* **STUDY MATERIAL**
use std::collections::{HashMap, HashSet};
use std::path::{Path, PathBuf};
use std::sync::Arc;
use std::time::Duration;

use anyhow::Result;
use async_trait::async_trait;
use axum::{
    error_handling::HandleErrorLayer,
    routing::{get, post},
    Extension, Json, Router,
};
use clap::{Parser, Subcommand};
use serde::Deserialize;
use serde_json::{json, Value};
use tokio_util::sync::CancellationToken;
use tower::ServiceBuilder;

use plinth::{
    internal_error, validate, validate_path, validate_request, ComponentRegistry, Docs,
    DocumentExists, Engine, FieldRule, Injected, NormalizedPath, Provider, ProviderCtxBuilder,
    ProviderSet, RegistryBuilder, Schema, Source, Validated, DOCUMENT_EXISTS,
};
use runtime::{AppConfig, AppConfigProvider, CliArgs};

mod shutdown;

/// Plinth demo server - registry, validation and injection end to end
#[derive(Parser)]
#[command(name = "plinth-server")]
#[command(about = "Plinth demo server")]
#[command(version = "0.1.0")]
struct Cli {
    /// Path to configuration file
    #[arg(short, long)]
    config: Option<PathBuf>,

    /// Port for HTTP server (overrides config)
    #[arg(short, long)]
    port: Option<u16>,

    /// Print current configuration and exit
    #[arg(long)]
    print_config: bool,

    /// Log verbosity level (-v debug, -vv trace)
    #[arg(short, long, action = clap::ArgAction::Count)]
    verbose: u8,

    #[command(subcommand)]
    command: Option<Commands>,
}

#[derive(Subcommand)]
enum Commands {
    /// Start the server
    Run,
    /// Check configuration
    Check,
}

// Adapter making AppConfigProvider implement plinth::ConfigProvider.
struct PlinthConfigAdapter(Arc<AppConfigProvider>);

impl plinth::ConfigProvider for PlinthConfigAdapter {
    fn get_component_config(&self, component_name: &str) -> Option<&serde_json::Value> {
        self.0.get_component_config(component_name)
    }
}

#[tokio::main]
async fn main() -> Result<()> {
    let cli = Cli::parse();

    let args = CliArgs {
        config: cli.config.as_ref().map(|p| p.to_string_lossy().to_string()),
        port: cli.port,
        print_config: cli.print_config,
        verbose: cli.verbose,
    };

    let mut config = AppConfig::load_or_default(cli.config.as_deref())?;
    config.apply_cli_overrides(&args);

    let logging_config = config.logging.as_ref().cloned().unwrap_or_default();
    runtime::init_logging_from_config(&logging_config, Path::new(&config.server.home_dir));
    tracing::info!("Plinth server starting");

    if cli.print_config {
        println!("{}", config.to_yaml()?);
        return Ok(());
    }

    match cli.command.unwrap_or(Commands::Run) {
        Commands::Run => run_server(config).await,
        Commands::Check => check_config(config),
    }
}

async fn run_server(config: AppConfig) -> Result<()> {
    tracing::info!("Initializing components...");

    let token = CancellationToken::new();
    let config_provider = Arc::new(PlinthConfigAdapter(Arc::new(AppConfigProvider::new(
        config.clone(),
    ))));

    let ctx = ProviderCtxBuilder::new(token.clone())
        .with_config_provider(config_provider)
        .build();

    let mut builder = RegistryBuilder::new();
    builder.register_set(&ctx, &core_providers()).await?;
    let registry = Arc::new(builder.freeze());
    tracing::info!(components = registry.len(), "component registry frozen");

    let mut app = router(registry);

    if config.server.timeout_sec > 0 {
        app = app.layer(
            ServiceBuilder::new()
                .layer(HandleErrorLayer::new(|err: tower::BoxError| async move {
                    internal_error(format!("request aborted: {err}"))
                }))
                .timeout(Duration::from_secs(config.server.timeout_sec)),
        );
    }

    let addr = format!("{}:{}", config.server.host, config.server.port);
    let listener = tokio::net::TcpListener::bind(&addr).await?;
    tracing::info!(%addr, "listening");

    let shutdown_token = token.clone();
    axum::serve(listener, app)
        .with_graceful_shutdown(async move {
            if let Err(e) = shutdown::wait_for_shutdown().await {
                tracing::error!(error = %e, "shutdown signal listener failed");
            }
            tracing::info!("shutdown requested");
            shutdown_token.cancel();
        })
        .await?;

    tracing::info!("Plinth server stopped");
    Ok(())
}

fn check_config(config: AppConfig) -> Result<()> {
    tracing::info!("Checking configuration...");
    println!("Configuration check passed");
    println!("{}", config.to_yaml()?);
    Ok(())
}

// ---- providers ----

/// In-memory `document_exists` collaborator: collection name → known ids,
/// seeded from the component's config section.
struct MemoryStore {
    collections: HashMap<String, HashSet<String>>,
}

#[derive(Debug, Default, Deserialize)]
struct MemoryStoreConfig {
    #[serde(default)]
    collections: HashMap<String, Vec<String>>,
}

#[async_trait]
impl DocumentExists for MemoryStore {
    async fn exists(&self, collection: &str, value: &Value) -> Result<bool> {
        let id = value.as_str().unwrap_or_default();
        Ok(self
            .collections
            .get(collection)
            .map(|ids| ids.contains(id))
            .unwrap_or(false))
    }
}

/// The manifest: providers initialize in this order, each awaited to
/// completion before the next.
fn core_providers() -> ProviderSet {
    ProviderSet::new("core").with(Provider::new_arc(DOCUMENT_EXISTS, |ctx| async move {
        let cfg: MemoryStoreConfig = ctx.component_config(DOCUMENT_EXISTS);
        let collections: HashMap<String, HashSet<String>> = cfg
            .collections
            .into_iter()
            .map(|(name, ids)| (name, ids.into_iter().collect()))
            .collect();
        tracing::info!(collections = collections.len(), "memory store ready");
        Ok(Arc::new(MemoryStore { collections }) as Arc<dyn DocumentExists>)
    }))
}

// ---- routes ----

fn router(registry: Arc<ComponentRegistry>) -> Router {
    let engine = Arc::new(Engine::with_builtins());

    let profile_schema = Schema::builder()
        .field(
            "profile_id",
            FieldRule::new()
                .typed("object_id")
                .coerce("object_id")
                .required()
                .check(
                    "check_existence",
                    json!({
                        "name": "profiles",
                        "map": { "profiles": { "name": "profiles", "not_found": "User not found" } }
                    }),
                ),
        )
        .build();

    let stat_schema = Schema::builder()
        .field(
            "stat",
            FieldRule::new()
                .typed("string")
                .check("allowed_path", json!(["likes", "views"])),
        )
        .build();

    let post_body_schema = Schema::builder()
        .field("title", FieldRule::new().typed("string").required())
        .field(
            "author_id",
            FieldRule::new().typed("object_id").coerce("object_id").required(),
        )
        .field(
            "draft",
            FieldRule::new().typed("boolean").coerce("boolean"),
        )
        .build();

    let post_query_schema = Schema::builder()
        .field("notify", FieldRule::new().typed("boolean").coerce("boolean"))
        .build();

    let search_schema = Schema::builder()
        .field("q", FieldRule::new().typed("string").required())
        .build();

    Router::new()
        .route("/healthz", get(|| async { "ok" }))
        .route(
            "/profiles/{profile_id}",
            get(get_profile).layer(validate_path(engine.clone(), profile_schema)),
        )
        .route(
            "/stats/{stat}",
            get(get_stat).layer(validate_path(engine.clone(), stat_schema)),
        )
        .route(
            "/posts",
            post(create_post).layer(
                ServiceBuilder::new()
                    .layer(validate_request(engine.clone(), post_body_schema, Source::Json))
                    .layer(validate_request(engine.clone(), post_query_schema, Source::Query)),
            ),
        )
        .route(
            "/search",
            get(search).layer(validate(engine, search_schema, Source::Query).expose()),
        )
        .layer(Extension(registry))
}

async fn get_profile(NormalizedPath(params): NormalizedPath) -> Json<Value> {
    Json(Value::Object(params))
}

async fn get_stat(
    NormalizedPath(params): NormalizedPath,
    store: Injected<dyn DocumentExists>,
) -> Json<Value> {
    let stat = params.get("stat").cloned().unwrap_or_default();
    let tracked = store.exists("stats", &stat).await.unwrap_or(false);
    Json(json!({
        "stat": stat,
        "tracked": tracked,
        "sort": plinth::query::sort(&["COUNT", "name"]),
        "extract": plinth::query::facet_extract("buckets", "count"),
    }))
}

async fn create_post(validated: Validated) -> Json<Value> {
    Json(json!({
        "accepted": true,
        "post": validated.get("json"),
        "options": validated.get("query"),
    }))
}

async fn search(docs: Docs) -> Json<Value> {
    Json(json!({ "criteria": docs.0.get("query") }))
}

* **EXERCISE GOAL**
The lines holding the string "DocumentExists" in the listing above are what you should copy out.

* **EXERCISE OUTPUT**
    DocumentExists, Engine, FieldRule, Injected, NormalizedPath, Provider, ProviderCtxBuilder,
impl DocumentExists for MemoryStore {
        Ok(Arc::new(MemoryStore { collections }) as Arc<dyn DocumentExists>)
    store: Injected<dyn DocumentExists>,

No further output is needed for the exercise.